==== DATA RECORDS
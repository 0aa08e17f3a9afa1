use crate::region::BoundingRegion;

/// Outcome of differencing one frame against the retained baseline.
#[derive(Clone, Debug, PartialEq)]
pub enum MotionOutcome {
    /// No comparable baseline existed; the frame was stored as the new one.
    NoBaseline,
    /// Too few pixels changed to be worth a region.
    InsufficientMotion { changed_pixels: usize },
    /// Enough pixels changed; `region` is their padded bounding box.
    Region {
        region: BoundingRegion,
        changed_pixels: usize,
    },
}

impl MotionOutcome {
    pub fn region(&self) -> Option<BoundingRegion> {
        match self {
            MotionOutcome::Region { region, .. } => Some(*region),
            _ => None,
        }
    }

    pub fn changed_pixels(&self) -> usize {
        match self {
            MotionOutcome::NoBaseline => 0,
            MotionOutcome::InsufficientMotion { changed_pixels }
            | MotionOutcome::Region { changed_pixels, .. } => *changed_pixels,
        }
    }
}
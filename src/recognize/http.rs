//! HTTP client for the letter prediction service.

use anyhow::{anyhow, Context, Result};
use serde::Deserialize;
use url::Url;

use super::{RecognitionConfig, RecognitionResult, Recognizer, RequestEncoding};
use crate::normalizer::NormalizedImage;

const MAX_ERROR_BODY: usize = 512;

#[derive(Debug, Default, Deserialize)]
struct PredictResponse {
    success: Option<bool>,
    letter: Option<String>,
    predicted_letter: Option<String>,
    confidence: Option<f64>,
    error: Option<String>,
}

#[derive(Debug, Deserialize)]
struct LettersResponse {
    letters: Vec<String>,
}

pub struct HttpRecognizer {
    endpoint: Url,
    letters_endpoint: Url,
    encoding: RequestEncoding,
    agent: ureq::Agent,
}

impl HttpRecognizer {
    pub fn new(config: &RecognitionConfig) -> Result<Self> {
        let endpoint = Url::parse(&config.endpoint)
            .with_context(|| format!("invalid recognition endpoint {}", config.endpoint))?;
        if !matches!(endpoint.scheme(), "http" | "https") {
            return Err(anyhow!(
                "recognition endpoint must be http(s), got {}",
                endpoint
            ));
        }
        let letters_endpoint = match &config.letters_endpoint {
            Some(raw) => {
                Url::parse(raw).with_context(|| format!("invalid letters endpoint {}", raw))?
            }
            None => endpoint
                .join("../letters/")
                .context("derive letters endpoint")?,
        };
        if config.timeout_ms == 0 {
            return Err(anyhow!("recognition timeout must be positive"));
        }
        Ok(Self {
            endpoint,
            letters_endpoint,
            encoding: config.encoding,
            agent: ureq::AgentBuilder::new()
                .timeout(config.timeout())
                .build(),
        })
    }

    pub fn endpoint(&self) -> &Url {
        &self.endpoint
    }

    pub fn letters_endpoint(&self) -> &Url {
        &self.letters_endpoint
    }

    /// Alphabet the service can answer with.
    pub fn letters(&self) -> Result<Vec<char>> {
        let response = self
            .agent
            .get(self.letters_endpoint.as_str())
            .call()
            .with_context(|| format!("fetch letters from {}", self.letters_endpoint))?;
        let body = response.into_string().context("read letters response")?;
        let parsed: LettersResponse =
            serde_json::from_str(&body).context("parse letters response")?;
        parsed
            .letters
            .iter()
            .map(|raw| parse_letter(raw).map_err(|e| anyhow!(e)))
            .collect()
    }

    fn send(&self, image: &NormalizedImage) -> Result<(u16, String), String> {
        let data_url = image.to_data_url();
        let request = self.agent.post(self.endpoint.as_str());
        let outcome = match self.encoding {
            RequestEncoding::Json => {
                let body = serde_json::json!({ "image": data_url }).to_string();
                request
                    .set("Content-Type", "application/json")
                    .send_string(&body)
            }
            RequestEncoding::Form => {
                let body = url::form_urlencoded::Serializer::new(String::new())
                    .append_pair("image", &data_url)
                    .finish();
                request
                    .set("Content-Type", "application/x-www-form-urlencoded")
                    .send_string(&body)
            }
        };
        match outcome {
            Ok(response) => {
                let status = response.status();
                let body = response
                    .into_string()
                    .map_err(|e| format!("read response: {}", e))?;
                Ok((status, body))
            }
            Err(ureq::Error::Status(status, response)) => {
                Ok((status, response.into_string().unwrap_or_default()))
            }
            Err(ureq::Error::Transport(err)) => Err(format!("transport error: {}", err)),
        }
    }
}

impl Recognizer for HttpRecognizer {
    fn name(&self) -> &'static str {
        "http"
    }

    fn submit(&self, image: &NormalizedImage) -> RecognitionResult {
        let result = match self.send(image) {
            Ok((status, body)) => interpret_response(status, &body),
            Err(reason) => RecognitionResult::failure(reason),
        };
        if let Some(reason) = &result.failure_reason {
            log::warn!("recognition via {} failed: {}", self.endpoint, reason);
        }
        result
    }
}

/// Map a status and body onto a result. Anything short of a well-formed
/// success becomes a failure carrying the best available reason.
fn interpret_response(status: u16, body: &str) -> RecognitionResult {
    let parsed: Option<PredictResponse> = serde_json::from_str(body).ok();

    if !(200..300).contains(&status) {
        let detail = parsed
            .and_then(|p| p.error)
            .unwrap_or_else(|| truncate(body.trim(), MAX_ERROR_BODY));
        return if detail.is_empty() {
            RecognitionResult::failure(format!("service returned HTTP {}", status))
        } else {
            RecognitionResult::failure(format!("service returned HTTP {}: {}", status, detail))
        };
    }

    let Some(parsed) = parsed else {
        return RecognitionResult::failure("malformed response: not a JSON object");
    };
    if parsed.success == Some(false) {
        return RecognitionResult::failure(
            parsed
                .error
                .unwrap_or_else(|| "service reported failure".to_string()),
        );
    }
    let Some(raw_label) = parsed.letter.or(parsed.predicted_letter) else {
        return RecognitionResult::failure("malformed response: missing letter");
    };
    let label = match parse_letter(&raw_label) {
        Ok(label) => label,
        Err(reason) => return RecognitionResult::failure(format!("malformed response: {}", reason)),
    };
    let confidence = match parsed.confidence {
        Some(c) if c.is_finite() && (0.0..=1.0).contains(&c) => c as f32,
        Some(c) => {
            return RecognitionResult::failure(format!(
                "malformed response: confidence {} outside [0, 1]",
                c
            ))
        }
        None => return RecognitionResult::failure("malformed response: missing confidence"),
    };
    RecognitionResult::success(label, confidence)
}

fn parse_letter(raw: &str) -> Result<char, String> {
    let mut chars = raw.trim().chars();
    match (chars.next(), chars.next()) {
        (Some(c), None) if c.is_ascii_uppercase() => Ok(c),
        _ => Err(format!("label {:?} is not a single letter A-Z", raw)),
    }
}

fn truncate(text: &str, max: usize) -> String {
    match text.char_indices().nth(max) {
        Some((idx, _)) => format!("{}…", &text[..idx]),
        None => text.to_string(),
    }
}

#[cfg(test)]
mod tests {
    use super::*;

    #[test]
    fn accepts_either_label_field() {
        let a = interpret_response(200, r#"{"success":true,"letter":"A","confidence":0.9}"#);
        assert_eq!(a.label, Some('A'));
        assert!(a.succeeded);
        let b = interpret_response(200, r#"{"predicted_letter":"Q","confidence":0.25}"#);
        assert_eq!(b.label, Some('Q'));
        assert!((b.confidence - 0.25).abs() < 1e-6);
    }

    #[test]
    fn error_status_surfaces_service_error() {
        let result = interpret_response(500, r#"{"success":false,"error":"Model not loaded"}"#);
        assert!(!result.succeeded);
        assert_eq!(
            result.failure_reason.as_deref(),
            Some("service returned HTTP 500: Model not loaded")
        );
    }

    #[test]
    fn error_status_with_plain_body() {
        let result = interpret_response(502, "Bad Gateway");
        assert_eq!(
            result.failure_reason.as_deref(),
            Some("service returned HTTP 502: Bad Gateway")
        );
    }

    #[test]
    fn success_false_is_a_failure_even_with_200() {
        let result = interpret_response(200, r#"{"success":false,"error":"No image data provided"}"#);
        assert_eq!(result.failure_reason.as_deref(), Some("No image data provided"));
    }

    #[test]
    fn malformed_bodies_fail() {
        for body in [
            "not json",
            r#"{"success":true,"confidence":0.5}"#,
            r#"{"letter":"AB","confidence":0.5}"#,
            r#"{"letter":"a","confidence":0.5}"#,
            r#"{"letter":"A","confidence":1.5}"#,
            r#"{"letter":"A"}"#,
        ] {
            let result = interpret_response(200, body);
            assert!(!result.succeeded, "{} should fail", body);
            assert!(result.label.is_none());
        }
    }

    #[test]
    fn letters_endpoint_defaults_next_to_predict() -> Result<()> {
        let recognizer = HttpRecognizer::new(&RecognitionConfig::default())?;
        assert_eq!(
            recognizer.letters_endpoint().as_str(),
            "http://127.0.0.1:8000/api/asl/letters/"
        );
        Ok(())
    }

    #[test]
    fn rejects_non_http_endpoint() {
        let config = RecognitionConfig {
            endpoint: "ftp://example.com/predict".to_string(),
            ..RecognitionConfig::default()
        };
        assert!(HttpRecognizer::new(&config).is_err());
    }
}
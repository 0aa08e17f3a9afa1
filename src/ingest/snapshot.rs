//! HTTP snapshot source.
//!
//! Each pull fetches one JPEG (or PNG) from the configured URL, so the frame
//! rate is bounded by the capture cadence rather than the camera.

use anyhow::{anyhow, Context, Result};
use std::io::Read;
use std::time::Duration;

use super::FrameSource;
use crate::frame::PixelBuffer;

const FETCH_TIMEOUT: Duration = Duration::from_secs(5);
const MAX_SNAPSHOT_BYTES: u64 = 16 * 1024 * 1024;

pub struct SnapshotSource {
    url: String,
    agent: ureq::Agent,
    connected: bool,
    frame_count: u64,
    last_error: Option<String>,
}

impl SnapshotSource {
    pub fn new(url: &str) -> Result<Self> {
        url::Url::parse(url).with_context(|| format!("invalid snapshot url {}", url))?;
        Ok(Self {
            url: url.to_string(),
            agent: ureq::AgentBuilder::new().timeout(FETCH_TIMEOUT).build(),
            connected: false,
            frame_count: 0,
            last_error: None,
        })
    }

    pub fn frames_captured(&self) -> u64 {
        self.frame_count
    }

    pub fn last_error(&self) -> Option<&str> {
        self.last_error.as_deref()
    }

    fn fetch(&self) -> Result<PixelBuffer> {
        let bytes = fetch_snapshot(&self.agent, &self.url)?;
        decode_snapshot(&bytes)
    }
}

impl FrameSource for SnapshotSource {
    fn describe(&self) -> String {
        format!("{} (http snapshot)", self.url)
    }

    fn connect(&mut self) -> Result<()> {
        let frame = self
            .fetch()
            .with_context(|| format!("connect to snapshot source {}", self.url))?;
        log::info!(
            "SnapshotSource: connected to {} ({}x{})",
            self.url,
            frame.width(),
            frame.height()
        );
        self.connected = true;
        self.last_error = None;
        Ok(())
    }

    fn is_active(&self) -> bool {
        self.connected
    }

    fn current_frame(&mut self) -> Result<Option<PixelBuffer>> {
        if !self.connected {
            return Ok(None);
        }
        match self.fetch() {
            Ok(frame) => {
                self.frame_count += 1;
                self.last_error = None;
                Ok(Some(frame))
            }
            Err(err) => {
                self.last_error = Some(err.to_string());
                Err(err)
            }
        }
    }
}

fn fetch_snapshot(agent: &ureq::Agent, url: &str) -> Result<Vec<u8>> {
    let response = agent
        .get(url)
        .call()
        .with_context(|| format!("fetch snapshot from {}", url))?;
    let mut bytes = Vec::new();
    response
        .into_reader()
        .take(MAX_SNAPSHOT_BYTES)
        .read_to_end(&mut bytes)
        .context("read snapshot body")?;
    if bytes.is_empty() {
        return Err(anyhow!("empty snapshot from {}", url));
    }
    Ok(bytes)
}

fn decode_snapshot(bytes: &[u8]) -> Result<PixelBuffer> {
    let image = image::load_from_memory(bytes).context("decode snapshot")?;
    let rgb = image.into_rgb8();
    if rgb.width() == 0 || rgb.height() == 0 {
        return Err(anyhow!("snapshot has zero dimensions"));
    }
    Ok(PixelBuffer::from_image(rgb))
}

#[cfg(test)]
mod tests {
    use super::*;

    #[test]
    fn decode_rejects_garbage() {
        assert!(decode_snapshot(b"definitely not a jpeg").is_err());
    }

    #[test]
    fn decode_accepts_png() -> Result<()> {
        let image = image::RgbImage::from_pixel(5, 3, image::Rgb([9, 8, 7]));
        let mut bytes = Vec::new();
        image.write_to(
            &mut std::io::Cursor::new(&mut bytes),
            image::ImageFormat::Png,
        )?;
        let frame = decode_snapshot(&bytes)?;
        assert_eq!(frame.dimensions(), (5, 3));
        assert_eq!(frame.pixel(4, 2), Some([9, 8, 7]));
        Ok(())
    }

    #[test]
    fn unconnected_source_yields_nothing() -> Result<()> {
        let mut source = SnapshotSource::new("http://127.0.0.1:9/snapshot.jpg")?;
        assert!(!source.is_active());
        assert!(source.current_frame()?.is_none());
        Ok(())
    }
}
//! Directory of still images, cycled in file-name order.
//!
//! Useful for replaying a recorded gesture without a camera. Each pull
//! decodes the next image; after the last one it wraps around.

use anyhow::{anyhow, Context, Result};
use std::path::{Path, PathBuf};

use super::normalize::PixelFormat;
use super::FrameSource;
use crate::frame::PixelBuffer;

const EXTENSIONS: &[&str] = &["jpg", "jpeg", "png"];

pub struct StillsSource {
    dir: PathBuf,
    files: Vec<PathBuf>,
    next: usize,
}

impl StillsSource {
    pub fn new(dir: PathBuf) -> Self {
        Self {
            dir,
            files: Vec::new(),
            next: 0,
        }
    }

    pub fn len(&self) -> usize {
        self.files.len()
    }

    pub fn is_empty(&self) -> bool {
        self.files.is_empty()
    }
}

impl FrameSource for StillsSource {
    fn describe(&self) -> String {
        format!("{} (still images)", self.dir.display())
    }

    fn connect(&mut self) -> Result<()> {
        let files = list_images(&self.dir)?;
        if files.is_empty() {
            return Err(anyhow!("no images found in {}", self.dir.display()));
        }
        log::info!(
            "StillsSource: {} images in {}",
            files.len(),
            self.dir.display()
        );
        self.files = files;
        self.next = 0;
        Ok(())
    }

    fn is_active(&self) -> bool {
        !self.files.is_empty()
    }

    fn current_frame(&mut self) -> Result<Option<PixelBuffer>> {
        let Some(path) = self.files.get(self.next).cloned() else {
            return Ok(None);
        };
        self.next = (self.next + 1) % self.files.len();
        load_still(&path).map(Some)
    }
}

fn list_images(dir: &Path) -> Result<Vec<PathBuf>> {
    let entries =
        std::fs::read_dir(dir).with_context(|| format!("read image dir {}", dir.display()))?;
    let mut files = Vec::new();
    for entry in entries {
        let path = entry.context("read image dir entry")?.path();
        let is_image = path
            .extension()
            .and_then(|ext| ext.to_str())
            .map(|ext| EXTENSIONS.contains(&ext.to_ascii_lowercase().as_str()))
            .unwrap_or(false);
        if is_image && path.is_file() {
            files.push(path);
        }
    }
    files.sort();
    Ok(files)
}

fn load_still(path: &Path) -> Result<PixelBuffer> {
    let image = image::open(path)
        .with_context(|| format!("decode {}", path.display()))?
        .into_rgba8();
    let (width, height) = image.dimensions();
    PixelBuffer::from_raw(image.as_raw(), width, height, PixelFormat::Rgba32)
}

#[cfg(test)]
mod tests {
    use super::*;

    fn write_png(dir: &Path, name: &str, rgb: [u8; 3]) -> Result<()> {
        let image = image::RgbImage::from_pixel(4, 4, image::Rgb(rgb));
        image.save(dir.join(name))?;
        Ok(())
    }

    #[test]
    fn cycles_images_in_name_order() -> Result<()> {
        let dir = tempfile::tempdir()?;
        write_png(dir.path(), "b.png", [0, 255, 0])?;
        write_png(dir.path(), "a.png", [255, 0, 0])?;
        std::fs::write(dir.path().join("notes.txt"), "not an image")?;

        let mut source = StillsSource::new(dir.path().to_path_buf());
        assert!(!source.is_active());
        source.connect()?;
        assert_eq!(source.len(), 2);

        let first = source.current_frame()?.expect("frame");
        let second = source.current_frame()?.expect("frame");
        let third = source.current_frame()?.expect("frame");
        assert_eq!(first.pixel(0, 0), Some([255, 0, 0]));
        assert_eq!(second.pixel(0, 0), Some([0, 255, 0]));
        assert_eq!(third.pixel(0, 0), Some([255, 0, 0]));
        Ok(())
    }

    #[test]
    fn empty_directory_fails_to_connect() -> Result<()> {
        let dir = tempfile::tempdir()?;
        let mut source = StillsSource::new(dir.path().to_path_buf());
        assert!(source.connect().is_err());
        assert!(!source.is_active());
        Ok(())
    }
}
========
- _PROBLEM DESCRIPTION_
In how many lines of the data does the string "parsed" appear? Only the number should be given.

- _ANSWER SPACE_
9